India switches to Rupees rather than U.S. Dollars for International Trade – 18 Countries Agree to Trade in Rupees
Joe Biden’s poor economic policies have prompted concerted efforts to reduce the world’s dependency on the dollar.
According to Reuters, India’s new foreign trade policy became effective on April 1. Commerce Secretary Sunil Barthwal stated during a news conference in the nation’s capital, New Delhi, that the South Asian country is prepared to trade in rupees with countries lacking in dollars in order to “disaster-proof” them and essentially increase its exports.
The Reserve Bank of India allowed the opening of 60 different special rupee vostro accounts (SVRAs) for correspondent banks from 18 different countries, according to Bhagwat Karad, India’s state minister for finance. Botswana, Fiji, Germany, Guyana, Israel, Kenya, Malaysia, Mauritius, Myanmar, New Zealand, Oman, Russia, Seychelles, Singapore, Sri Lanka, Tanzania, Uganda, and the United Kingdom are among the nations mentioned.
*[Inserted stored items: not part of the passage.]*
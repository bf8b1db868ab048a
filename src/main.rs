use analytics::eda::{
    ArchTest, AutocorrelationResult, ColumnStats, DEFAULT_LAGS, LinearTrend, StationarityResult,
    VolatilityStats, autocorrelation_analysis, descriptive_statistics, test_stationarity, trend_analysis,
    volatility_analysis,
};
use analytics::{ImpactSummary, align_events_with_prices, calculate_event_impact_statistics};
use anyhow::Context;
use chrono::NaiveDate;
use clap::{Parser, Subcommand};
use comfy_table::{Table, presets::UTF8_FULL};
use configuration::{Config, LogFormat, WorkerGuard, load_config};
use core_types::{AlignedEvent, FillPolicy, Frequency};
use market_data::{
    PriceLoadOptions, ValidationReport, load_events_with_fallback, load_prices_with_fallback,
    preprocess_data, validate_data, validate_required_columns,
};
use serde::Serialize;
use std::collections::BTreeMap;
use std::net::IpAddr;
use std::path::PathBuf;

/// The main entry point for the Oil Insight application.
#[tokio::main]
async fn main() -> anyhow::Result<()> {
    // Load environment variables from .env file, if there is one.
    dotenvy::dotenv().ok();

    // Parse command-line arguments
    let cli = Cli::parse();

    // Execute the appropriate command
    match cli.command {
        Commands::Serve(args) => handle_serve(args).await,
        Commands::Analyze(args) => handle_analyze(args),
    }
}

// ==============================================================================
// CLI Structure
// ==============================================================================

/// Oil price and market event analytics: an HTTP API and a terminal report.
#[derive(Parser)]
#[command(author, version, about, long_about = None)]
struct Cli {
    #[command(subcommand)]
    command: Commands,
}

#[derive(Subcommand)]
enum Commands {
    /// Load the data once and serve the JSON API.
    Serve(ServeArgs),
    /// Run the full analysis pipeline and print the results.
    Analyze(AnalyzeArgs),
}

#[derive(Parser)]
struct CommonArgs {
    /// Path to the TOML configuration file.
    #[arg(long, default_value = configuration::DEFAULT_CONFIG_PATH)]
    config: PathBuf,

    /// Console log format.
    #[arg(long, value_enum)]
    log_format: Option<LogFormat>,
}

#[derive(Parser)]
struct ServeArgs {
    #[command(flatten)]
    common: CommonArgs,

    /// Address to bind, overriding `server.host`.
    #[arg(long)]
    host: Option<IpAddr>,

    /// Port to bind, overriding `server.port`.
    #[arg(long)]
    port: Option<u16>,
}

#[derive(Parser)]
struct AnalyzeArgs {
    #[command(flatten)]
    common: CommonArgs,

    /// Price CSV to use instead of the configured candidates.
    #[arg(long)]
    price_file: Option<PathBuf>,

    /// Event CSV to use instead of the configured candidates.
    #[arg(long)]
    event_file: Option<PathBuf>,

    /// First date to include (format: YYYY-MM-DD).
    #[arg(long)]
    start_date: Option<NaiveDate>,

    /// Last date to include (format: YYYY-MM-DD).
    #[arg(long)]
    end_date: Option<NaiveDate>,

    /// Days on each side of an event, overriding `analysis.window_days`.
    #[arg(long)]
    window_days: Option<i64>,

    /// Missing value policy: forward_fill, backward_fill, interpolate or drop.
    #[arg(long)]
    fill_policy: Option<FillPolicy>,

    /// Resample prices before analysis: D, W or M.
    #[arg(long, default_value = "D")]
    frequency: Frequency,

    /// Print the report as JSON instead of tables.
    #[arg(long)]
    json: bool,
}

/// Loads the configuration file and starts logging. The guard must live until
/// the program exits so buffered file logs are flushed.
fn load_and_init(common: &CommonArgs) -> anyhow::Result<(Config, Option<WorkerGuard>)> {
    let mut config = load_config(&common.config)
        .with_context(|| format!("Failed to load configuration from {}", common.config.display()))?;
    if let Some(format) = common.log_format {
        config.logging.format = format;
    }
    let guard = configuration::init_tracing(&config.logging).context("Failed to initialize logging")?;
    Ok((config, guard))
}

// ==============================================================================
// Serve Command Logic
// ==============================================================================

async fn handle_serve(args: ServeArgs) -> anyhow::Result<()> {
    let (mut config, _guard) = load_and_init(&args.common)?;
    if let Some(host) = args.host {
        config.server.host = host;
    }
    if let Some(port) = args.port {
        config.server.port = port;
    }
    web_server::run_server(config).await
}

// ==============================================================================
// Analyze Command Logic
// ==============================================================================

/// Everything the analysis pipeline produced, in one serializable value.
#[derive(Serialize)]
struct AnalysisReport {
    validation: ValidationReport,
    aligned_events: Vec<AlignedEvent>,
    skipped_events: usize,
    impact: Vec<ImpactSummary>,
    statistics: BTreeMap<String, BTreeMap<String, ColumnStats>>,
    linear_trend: Option<LinearTrend>,
    stationarity: Option<StationarityResult>,
    volatility: BTreeMap<String, VolatilitySummary>,
    autocorrelation: Option<AutocorrelationResult>,
}

#[derive(Serialize)]
struct VolatilitySummary {
    stats: VolatilityStats,
    arch_test: Option<ArchTest>,
}

fn handle_analyze(args: AnalyzeArgs) -> anyhow::Result<()> {
    let (mut config, _guard) = load_and_init(&args.common)?;
    if let Some(path) = args.price_file {
        config.data.price_paths = vec![path];
    }
    if let Some(path) = args.event_file {
        config.data.event_paths = vec![path];
    }
    if let Some(window) = args.window_days {
        config.analysis.window_days = window;
    }
    if let Some(policy) = args.fill_policy {
        config.analysis.fill_policy = policy;
    }
    config.validate()?;

    let price_column = config.data.price_column.clone();
    let opts = PriceLoadOptions {
        start_date: args.start_date,
        end_date: args.end_date,
        frequency: args.frequency,
        date_column: config.data.date_column.clone(),
    };

    // --- 1. Load and clean the prices ---
    let loaded = load_prices_with_fallback(&config.data.price_paths, &opts, &config.synthetic, &price_column)
        .context("Failed to load price data")?;
    tracing::info!(source = %loaded.source, rows = loaded.frame.len(), "Price data ready.");
    let validation = validate_data(&loaded.frame)?;
    validate_required_columns(&loaded.frame, &[price_column.as_str()])?;
    let frame = preprocess_data(&loaded.frame, config.analysis.fill_policy)?;

    // --- 2. Events and their price impact ---
    let events = load_events_with_fallback(&config.data.event_paths).context("Failed to load event data")?;
    let outcome = align_events_with_prices(&frame, &events.events, config.analysis.window_days, &price_column)?;
    let impact = calculate_event_impact_statistics(&outcome.events);

    // --- 3. Exploratory analysis of the price column ---
    let values = frame.column(&price_column).unwrap_or_default().to_vec();
    let statistics = descriptive_statistics(&frame, None)?;
    let trend = match trend_analysis(&frame, config.analysis.window_days) {
        Ok(analysis) => analysis.columns.get(&price_column).and_then(|c| c.linear_trend),
        Err(e) => {
            tracing::warn!(error = %e, "Skipping trend analysis.");
            None
        }
    };
    let stationarity = test_stationarity(&values, config.analysis.stationarity_alpha)
        .inspect_err(|e| tracing::warn!(error = %e, "Skipping stationarity tests."))
        .ok();
    let autocorrelation = autocorrelation_analysis(&values, DEFAULT_LAGS)
        .inspect_err(|e| tracing::warn!(error = %e, "Skipping autocorrelation analysis."))
        .ok();
    let volatility: BTreeMap<String, VolatilitySummary> = volatility_analysis(&frame, config.analysis.window_days)?
        .into_iter()
        .map(|(name, v)| {
            let summary = VolatilitySummary {
                stats: v.stats,
                arch_test: v.arch_test,
            };
            (name, summary)
        })
        .collect();

    if args.json {
        let report = AnalysisReport {
            validation,
            skipped_events: outcome.skipped.len(),
            aligned_events: outcome.events,
            impact,
            statistics,
            linear_trend: trend,
            stationarity,
            volatility,
            autocorrelation,
        };
        println!("{}", serde_json::to_string_pretty(&report)?);
        return Ok(());
    }

    print_validation(&validation);
    print_events(&outcome.events);
    println!(
        "Aligned {} of {} events ({} skipped).",
        outcome.aligned_count,
        outcome.events.len(),
        outcome.skipped.len()
    );
    print_impact(&impact);

    let mut table = Table::new();
    table.load_preset(UTF8_FULL).set_header(vec![
        "Column", "Count", "Mean", "Std", "Skew", "Kurtosis", "Min", "Max",
    ]);
    for (column, s) in statistics.values().flat_map(|cols| cols.iter()) {
        table.add_row(vec![
            column.clone(),
            s.count.to_string(),
            cell(s.mean),
            cell(s.std),
            cell(s.skewness),
            cell(s.kurtosis),
            cell(s.min),
            cell(s.max),
        ]);
    }
    println!("\nDescriptive statistics\n{table}");

    if let Some(t) = trend {
        println!(
            "Linear trend: slope {:.6}, intercept {:.4}, R² {:.4}, p-value {}",
            t.slope,
            t.intercept,
            t.r_squared,
            cell(t.p_value)
        );
    }
    if let Some(result) = &stationarity {
        print_stationarity(result);
    }

    let mut table = Table::new();
    table.load_preset(UTF8_FULL).set_header(vec![
        "Column", "Volatility", "Annualized", "Max", "Min", "Vol of vol", "Ljung-Box p", "ARCH effects",
    ]);
    for (column, v) in &volatility {
        table.add_row(vec![
            column.clone(),
            cell(v.stats.mean_volatility),
            cell(v.stats.annualized_volatility),
            cell(v.stats.max_volatility),
            cell(v.stats.min_volatility),
            cell(v.stats.volatility_of_volatility),
            cell(v.arch_test.map(|a| a.p_value)),
            v.arch_test.map_or("-".to_string(), |a| a.has_arch_effects.to_string()),
        ]);
    }
    println!("\nVolatility\n{table}");

    if let Some(result) = &autocorrelation {
        print_autocorrelation(result);
    }

    Ok(())
}

fn cell(value: Option<f64>) -> String {
    value.map_or("-".to_string(), |v| format!("{v:.4}"))
}

fn print_validation(report: &ValidationReport) {
    let mut table = Table::new();
    table
        .load_preset(UTF8_FULL)
        .set_header(vec!["Column", "Missing", "Missing %", "Outliers", "Outliers %"]);
    for (column, missing) in &report.missing_values {
        let outliers = report.outliers.get(column);
        table.add_row(vec![
            column.clone(),
            missing.to_string(),
            cell(report.missing_percentage.get(column).copied()),
            outliers.map_or("-".to_string(), |o| o.count.to_string()),
            cell(outliers.map(|o| o.percentage)),
        ]);
    }
    let range = report
        .date_range
        .map_or("-".to_string(), |(first, last)| format!("{first} to {last}"));
    println!(
        "Data quality: {} observations, {range}, {} duplicate dates\n{table}",
        report.total_observations, report.duplicate_dates
    );
}

fn print_events(events: &[AlignedEvent]) {
    let mut table = Table::new();
    table.load_preset(UTF8_FULL).set_header(vec![
        "Date", "Type", "Impact", "Before", "After", "Change %", "Window vol",
    ]);
    for e in events {
        table.add_row(vec![
            e.event.event_date.map_or("-".to_string(), |d| d.to_string()),
            e.event.event_type.clone().unwrap_or_default(),
            e.event.impact_type.clone().unwrap_or_default(),
            cell(e.metrics.price_before),
            cell(e.metrics.price_after),
            cell(e.metrics.price_change_pct),
            cell(e.metrics.volatility_window),
        ]);
    }
    println!("\nEvent price impact\n{table}");
}

fn print_impact(rows: &[ImpactSummary]) {
    let mut table = Table::new();
    table.load_preset(UTF8_FULL).set_header(vec![
        "Category", "Count", "Mean %", "Median %", "Std %", "Max %", "Min %",
    ]);
    for r in rows {
        table.add_row(vec![
            r.category.clone(),
            r.count.to_string(),
            cell(r.mean_price_change_pct),
            cell(r.median_price_change_pct),
            cell(r.std_price_change_pct),
            cell(r.max_price_change_pct),
            cell(r.min_price_change_pct),
        ]);
    }
    println!("\nImpact by category\n{table}");
}

fn print_stationarity(result: &StationarityResult) {
    let mut table = Table::new();
    table
        .load_preset(UTF8_FULL)
        .set_header(vec!["Test", "Statistic", "p-value", "Stationary"]);
    if let Some(adf) = &result.adf {
        table.add_row(vec![
            format!("ADF (lag {})", adf.used_lag),
            format!("{:.4}", adf.test_statistic),
            format!("{:.4}", adf.p_value),
            adf.is_stationary.to_string(),
        ]);
    }
    if let Some(kpss) = &result.kpss {
        table.add_row(vec![
            format!("KPSS (lags {})", kpss.lags),
            format!("{:.4}", kpss.test_statistic),
            format!("{:.4}", kpss.p_value),
            kpss.is_stationary.to_string(),
        ]);
    }
    println!("\nStationarity: {:?}\n{table}", result.conclusion);
}

/// Only the first lags fit on a terminal; the JSON report carries all of them.
fn print_autocorrelation(result: &AutocorrelationResult) {
    const SHOWN_LAGS: usize = 10;
    let mut table = Table::new();
    table.load_preset(UTF8_FULL).set_header(vec!["Lag", "ACF", "PACF"]);
    for (lag, (acf, pacf)) in result.acf.iter().zip(&result.pacf).enumerate().skip(1).take(SHOWN_LAGS) {
        table.add_row(vec![lag.to_string(), format!("{acf:.4}"), format!("{pacf:.4}")]);
    }
    println!("\nAutocorrelation\n{table}");
}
Mexico’s Potential Move to Join BRICS:
As America’s southern neighbor, Mexico has long played a crucial role in the geopolitics and economic stability of the region. However, Mexico is now seriously considering joining the BRICS group, which could have far-reaching negative implications for the United States economically.
BRICS is an association of five major emerging national economies: Brazil, Russia, India, China, and South Africa. The organization aims to promote economic cooperation and development among its members. The recent announcement that Mexico is contemplating joining this group has left conservative analysts concerned about the potential consequences for the United States.
Should Mexico become a member, it could signal a shift in the country’s geopolitical allegiance, moving it closer to countries such as Russia and China, which have been adversaries of the U.S. on multiple fronts.
The Biden administration’s policies have significantly weakened the U.S.’s global standing and created opportunities for its adversaries to exert more influence over its neighbors. Mexico’s potential move to join BRICS would be a direct consequence of this decline in American power. The Biden Administration’s perceived weakness and political corruption and lack of decisive action in areas such as border control and trade policies seem to have pushed Mexico, along with many other countries, to seek new alliances that better align with its interests.